Pro-choice activists supporting legal access to abortion protest outside the supreme court in Washington DC on 4 March. Photograph: Saul Loeb/AFP via Getty Images
Pro-choice activists supporting legal access to abortion protest outside the supreme court in Washington DC on 4 March. Photograph: Saul Loeb/AFP via Getty Images

States use coronavirus to ban abortions, leaving women desperate: ‘You can’t pause a pregnancy’

This article is more than 3 years old

Eight US states have worked to try and halt abortions entirely during the pandemic as clinics report a rise in demand

A woman in Texas was isolating with her family. She was frightened and carried a secret: she was eight weeks pregnant.

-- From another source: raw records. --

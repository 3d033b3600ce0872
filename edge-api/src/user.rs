use crate::STUB_UUID;

use uuid::Uuid;

#[derive(
    Clone, Copy, Debug, Eq, Hash, Ord, PartialEq, PartialOrd, serde::Deserialize, serde::Serialize,
)]
pub struct UserId(pub Uuid);

impl UserId {
    pub fn stub() -> UserId {
        UserId(STUB_UUID)
    }
}

#[derive(Clone, Debug, Eq, PartialEq, serde::Deserialize, serde::Serialize)]
pub struct User {
    pub id: UserId,
    pub name: String,

    /// Avatar location, if the user set one
    pub image: Option<String>,
}
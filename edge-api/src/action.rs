use crate::{ArticleId, CommentId, Error, NewComment, UserId};

#[derive(Clone, Debug, Eq, PartialEq, serde::Deserialize, serde::Serialize)]
pub enum Action {
    /// Toggles `actor`'s like on the article
    LikeArticle {
        actor: UserId,
        article: ArticleId,
    },
    /// Toggles `actor`'s like on the comment
    LikeComment {
        actor: UserId,
        comment: CommentId,
    },
    NewComment(NewComment),
    EditComment {
        comment: CommentId,
        content: String,
    },
    DeleteComment(CommentId),
}

impl Action {
    // Only checks what can be checked without a database; permissions are
    // the server's business
    pub fn validate(&self) -> Result<(), Error> {
        match self {
            Action::LikeArticle { .. } | Action::LikeComment { .. } => Ok(()),
            Action::NewComment(c) => c.validate(),
            Action::EditComment { content, .. } => crate::validate_content(content),
            Action::DeleteComment(_) => Ok(()),
        }
    }

    pub fn name(&self) -> &'static str {
        match self {
            Action::LikeArticle { .. } => "like-article",
            Action::LikeComment { .. } => "like-comment",
            Action::NewComment(_) => "new-comment",
            Action::EditComment { .. } => "edit-comment",
            Action::DeleteComment(_) => "delete-comment",
        }
    }
}
use std::sync::Arc;

use anyhow::{Context, Result};
use tracing::{info, warn};

use data_loader::{CatalogStore, LoadPolicy};
use pipeline::EngineConfig;

use crate::config::ServerConfig;
use crate::engine::SuggestionEngine;

/// Shared handler state.
#[derive(Clone)]
pub struct AppState {
    pub engine: Arc<SuggestionEngine>,
}

impl AppState {
    pub fn new(engine: SuggestionEngine) -> Self {
        Self {
            engine: Arc::new(engine),
        }
    }

    /// Build the engine described by `config` and try to warm the catalog.
    ///
    /// A catalog that fails to load here is retried on the first request.
    pub fn from_config(config: &ServerConfig) -> Result<Self> {
        let engine_config = match &config.engine_config {
            Some(path) => EngineConfig::from_json_file(path)
                .with_context(|| format!("Failed to load engine config {}", path.display()))?,
            None => EngineConfig::default(),
        };

        let policy = if config.lenient_json {
            LoadPolicy::Lenient
        } else {
            LoadPolicy::Strict
        };
        let store = Arc::new(CatalogStore::new(&config.data_path, policy));

        match store.get() {
            Ok(catalog) => info!("Catalog ready: {} items", catalog.len()),
            Err(e) => warn!("Catalog not loaded yet: {}", e),
        }

        Ok(Self::new(SuggestionEngine::new(store, engine_config)))
    }
}
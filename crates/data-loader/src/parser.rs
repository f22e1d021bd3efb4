//! Parser for menu catalog JSON.
//!
//! Source files come from several scrapers and disagree on field names
//! (`kcal` vs `calories`, `protein` vs `protein_g`, `item` vs `name`, ...).
//! Everything is reconciled here so the rest of the system only ever sees
//! the canonical `MenuItem`.
//!
//! Numeric fields are coerced leniently: a value that cannot be read as a
//! number becomes `0.0` instead of failing the row.

use crate::error::{DataLoadError, Result};
use crate::types::MenuItem;
use rayon::prelude::*;
use serde_json::{Map, Value};
use tracing::warn;

type Row = Map<String, Value>;

const NAME_KEYS: &[&str] = &["item", "name", "menu_item_name", "product_name"];
const CALORIE_KEYS: &[&str] = &["calories", "kcal"];
const PROTEIN_KEYS: &[&str] = &["protein_g", "protein"];
const CARB_KEYS: &[&str] = &["carbs_g", "carbs", "carbohydrates_g"];
const FAT_KEYS: &[&str] = &["fat_g", "fat", "total_fat_g"];
const SODIUM_KEYS: &[&str] = &["sodium_mg", "sodium"];
const SERVING_KEYS: &[&str] = &["serving_size", "serving_size_text"];

/// Coerce any JSON value to a finite `f64`, never failing.
///
/// Example: `450` -> 450.0, `" 12.5 "` -> 12.5, `"n/a"` -> 0.0, `null` -> 0.0
pub fn lenient_number(value: &Value) -> f64 {
    let parsed = match value {
        Value::Number(n) => n.as_f64().unwrap_or(0.0),
        Value::String(s) => s.trim().parse::<f64>().unwrap_or(0.0),
        Value::Bool(b) => {
            if *b {
                1.0
            } else {
                0.0
            }
        }
        Value::Null | Value::Array(_) | Value::Object(_) => 0.0,
    };

    // NaN/inf would poison every comparison downstream
    if parsed.is_finite() { parsed } else { 0.0 }
}

/// Truthiness of an override flag.
///
/// A present key always overrides classification: `null`, `0`, empty
/// containers and the strings `false/no/n/0/""` are false, everything else
/// is true.
pub fn lenient_flag(value: &Value) -> bool {
    match value {
        Value::Null => false,
        Value::Bool(b) => *b,
        Value::Number(n) => n.as_f64().is_some_and(|f| f != 0.0),
        Value::String(s) => !matches!(
            s.trim().to_lowercase().as_str(),
            "false" | "no" | "n" | "0" | ""
        ),
        Value::Array(values) => !values.is_empty(),
        Value::Object(map) => !map.is_empty(),
    }
}

/// First key whose value is present and not null
fn first_present<'a>(row: &'a Row, keys: &[&str]) -> Option<&'a Value> {
    keys.iter()
        .filter_map(|key| row.get(*key))
        .find(|value| !value.is_null())
}

/// First key holding a non-empty string (numbers are stringified)
fn first_text(row: &Row, keys: &[&str]) -> Option<String> {
    keys.iter().filter_map(|key| row.get(*key)).find_map(|value| {
        let text = match value {
            Value::String(s) => s.trim().to_string(),
            Value::Number(n) => n.to_string(),
            _ => return None,
        };
        (!text.is_empty()).then_some(text)
    })
}

fn number_field(row: &Row, keys: &[&str]) -> f64 {
    first_present(row, keys).map(lenient_number).unwrap_or(0.0)
}

/// Normalize one raw JSON object into a `MenuItem`
pub fn normalize_row(row: &Row) -> MenuItem {
    MenuItem {
        restaurant: first_text(row, &["restaurant"]).unwrap_or_default(),
        name: first_text(row, NAME_KEYS).unwrap_or_default(),
        category: first_text(row, &["category"]).unwrap_or_default(),
        calories: number_field(row, CALORIE_KEYS),
        protein_g: number_field(row, PROTEIN_KEYS),
        carbs_g: number_field(row, CARB_KEYS),
        fat_g: number_field(row, FAT_KEYS),
        sodium_mg: number_field(row, SODIUM_KEYS),
        is_main_candidate: row.get("is_main_candidate").map(lenient_flag),
        serving_size: first_text(row, SERVING_KEYS),
    }
}

/// Parse a catalog document.
///
/// Accepts either a top-level array of rows or an object with an `items`
/// array. Rows that are not JSON objects are skipped with a warning.
/// Rows are normalized in parallel; output order matches input order.
pub fn parse_catalog(json: &str, source_name: &str) -> Result<Vec<MenuItem>> {
    let document: Value = serde_json::from_str(json).map_err(|e| DataLoadError::Malformed {
        source_name: source_name.to_string(),
        reason: e.to_string(),
    })?;

    let rows = match document {
        Value::Array(rows) => rows,
        Value::Object(mut object) => match object.remove("items") {
            Some(Value::Array(rows)) => rows,
            _ => {
                return Err(DataLoadError::UnexpectedShape(
                    "object without an `items` array".to_string(),
                ));
            }
        },
        other => {
            return Err(DataLoadError::UnexpectedShape(format!(
                "expected an array of rows, found {}",
                json_kind(&other)
            )));
        }
    };

    let skipped = rows.iter().filter(|row| !row.is_object()).count();
    if skipped > 0 {
        warn!("Skipped {} non-object rows in {}", skipped, source_name);
    }

    let items = rows
        .par_iter()
        .filter_map(Value::as_object)
        .map(normalize_row)
        .collect();

    Ok(items)
}

fn json_kind(value: &Value) -> &'static str {
    match value {
        Value::Null => "null",
        Value::Bool(_) => "a boolean",
        Value::Number(_) => "a number",
        Value::String(_) => "a string",
        Value::Array(_) => "an array",
        Value::Object(_) => "an object",
    }
}

#[cfg(test)]
mod tests {
    use super::*;
    use serde_json::json;

    fn row(value: Value) -> Row {
        value.as_object().cloned().unwrap()
    }

    #[test]
    fn test_lenient_number() {
        assert_eq!(lenient_number(&json!(450)), 450.0);
        assert_eq!(lenient_number(&json!(12.5)), 12.5);
        assert_eq!(lenient_number(&json!(" 31 ")), 31.0);
        assert_eq!(lenient_number(&json!("n/a")), 0.0);
        assert_eq!(lenient_number(&json!(null)), 0.0);
        assert_eq!(lenient_number(&json!([1, 2])), 0.0);
        assert_eq!(lenient_number(&json!(true)), 1.0);
        assert_eq!(lenient_number(&json!("NaN")), 0.0);
        assert_eq!(lenient_number(&json!("inf")), 0.0);
    }

    #[test]
    fn test_lenient_flag() {
        assert!(lenient_flag(&json!(true)));
        assert!(!lenient_flag(&json!(0)));
        assert!(lenient_flag(&json!(2.5)));
        assert!(lenient_flag(&json!("Yes")));
        assert!(lenient_flag(&json!("maybe")));
        assert!(!lenient_flag(&json!(" False ")));
        assert!(!lenient_flag(&json!("")));
        assert!(!lenient_flag(&json!(null)));
        assert!(!lenient_flag(&json!([])));
        assert!(lenient_flag(&json!(["x"])));
    }

    #[test]
    fn test_present_override_key_always_decides() {
        let null_flag = normalize_row(&row(json!({
            "item": "Chicken Sandwich",
            "is_main_candidate": null
        })));
        assert_eq!(null_flag.is_main_candidate, Some(false));

        let vague_flag = normalize_row(&row(json!({
            "item": "Diet Soda",
            "is_main_candidate": "maybe"
        })));
        assert_eq!(vague_flag.is_main_candidate, Some(true));

        let absent = normalize_row(&row(json!({ "item": "Chicken Sandwich" })));
        assert_eq!(absent.is_main_candidate, None);
    }

    #[test]
    fn test_normalize_reconciles_field_names() {
        let item = normalize_row(&row(json!({
            "restaurant": " Taco Bell ",
            "menu_item_name": "Power Bowl",
            "kcal": "470",
            "protein": 26,
            "carbs": 50.5,
            "fat": null,
            "sodium": "1200",
            "serving_size_text": "1 bowl"
        })));

        assert_eq!(item.restaurant, "Taco Bell");
        assert_eq!(item.name, "Power Bowl");
        assert_eq!(item.category, "");
        assert_eq!(item.calories, 470.0);
        assert_eq!(item.protein_g, 26.0);
        assert_eq!(item.carbs_g, 50.5);
        assert_eq!(item.fat_g, 0.0);
        assert_eq!(item.sodium_mg, 1200.0);
        assert_eq!(item.serving_size.as_deref(), Some("1 bowl"));
        assert_eq!(item.is_main_candidate, None);
    }

    #[test]
    fn test_normalize_prefers_canonical_keys() {
        let item = normalize_row(&row(json!({
            "item": "Double Stack",
            "name": "ignored",
            "calories": 430,
            "kcal": 999,
            "protein_g": 25,
            "protein": 1
        })));

        assert_eq!(item.name, "Double Stack");
        assert_eq!(item.calories, 430.0);
        assert_eq!(item.protein_g, 25.0);
    }

    #[test]
    fn test_empty_name_falls_through_to_next_key() {
        let item = normalize_row(&row(json!({ "item": "", "name": "Chili" })));
        assert_eq!(item.name, "Chili");
    }

    #[test]
    fn test_parse_catalog_shapes() {
        let array = r#"[{"restaurant": "A", "item": "x"}, 7, {"restaurant": "B", "item": "y"}]"#;
        let items = parse_catalog(array, "inline").unwrap();
        assert_eq!(items.len(), 2);
        assert_eq!(items[0].restaurant, "A");
        assert_eq!(items[1].restaurant, "B");

        let object = r#"{"items": [{"restaurant": "A", "item": "x"}]}"#;
        assert_eq!(parse_catalog(object, "inline").unwrap().len(), 1);
    }

    #[test]
    fn test_parse_catalog_rejects_bad_documents() {
        assert!(matches!(
            parse_catalog("{not json", "inline"),
            Err(DataLoadError::Malformed { .. })
        ));
        assert!(matches!(
            parse_catalog(r#""just a string""#, "inline"),
            Err(DataLoadError::UnexpectedShape(_))
        ));
        assert!(matches!(
            parse_catalog(r#"{"rows": []}"#, "inline"),
            Err(DataLoadError::UnexpectedShape(_))
        ));
    }
}
//! Filter implementations for the candidate pipeline.
//!
//! This module contains all the concrete filter implementations
//! that can be composed into a FilterPipeline.

pub mod dessert;
pub mod macro_limits;
pub mod main_dish;
pub mod substantial_side;

// Re-export for convenience
pub use dessert::DessertFilter;
pub use macro_limits::{MaximumCarbsFilter, MinimumCaloriesFilter, MinimumProteinFilter};
pub use main_dish::MainDishFilter;
pub use substantial_side::SubstantialSideFilter;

Even under normal circumstances, obtaining an abortion in Texas is described as “mostly impossible”. But during the Covid-19 pandemic, politicians in Texas and seven other states have worked to try to halt abortions entirely. They have undertaken costly lawsuits to restrict abortion in the name of health and safety, even as doctors lined up against them.

Experts have described the order as the most chaotic 30 days since 2013, when Texas imposed severe restrictions on abortion clinics, later overturned by the supreme court.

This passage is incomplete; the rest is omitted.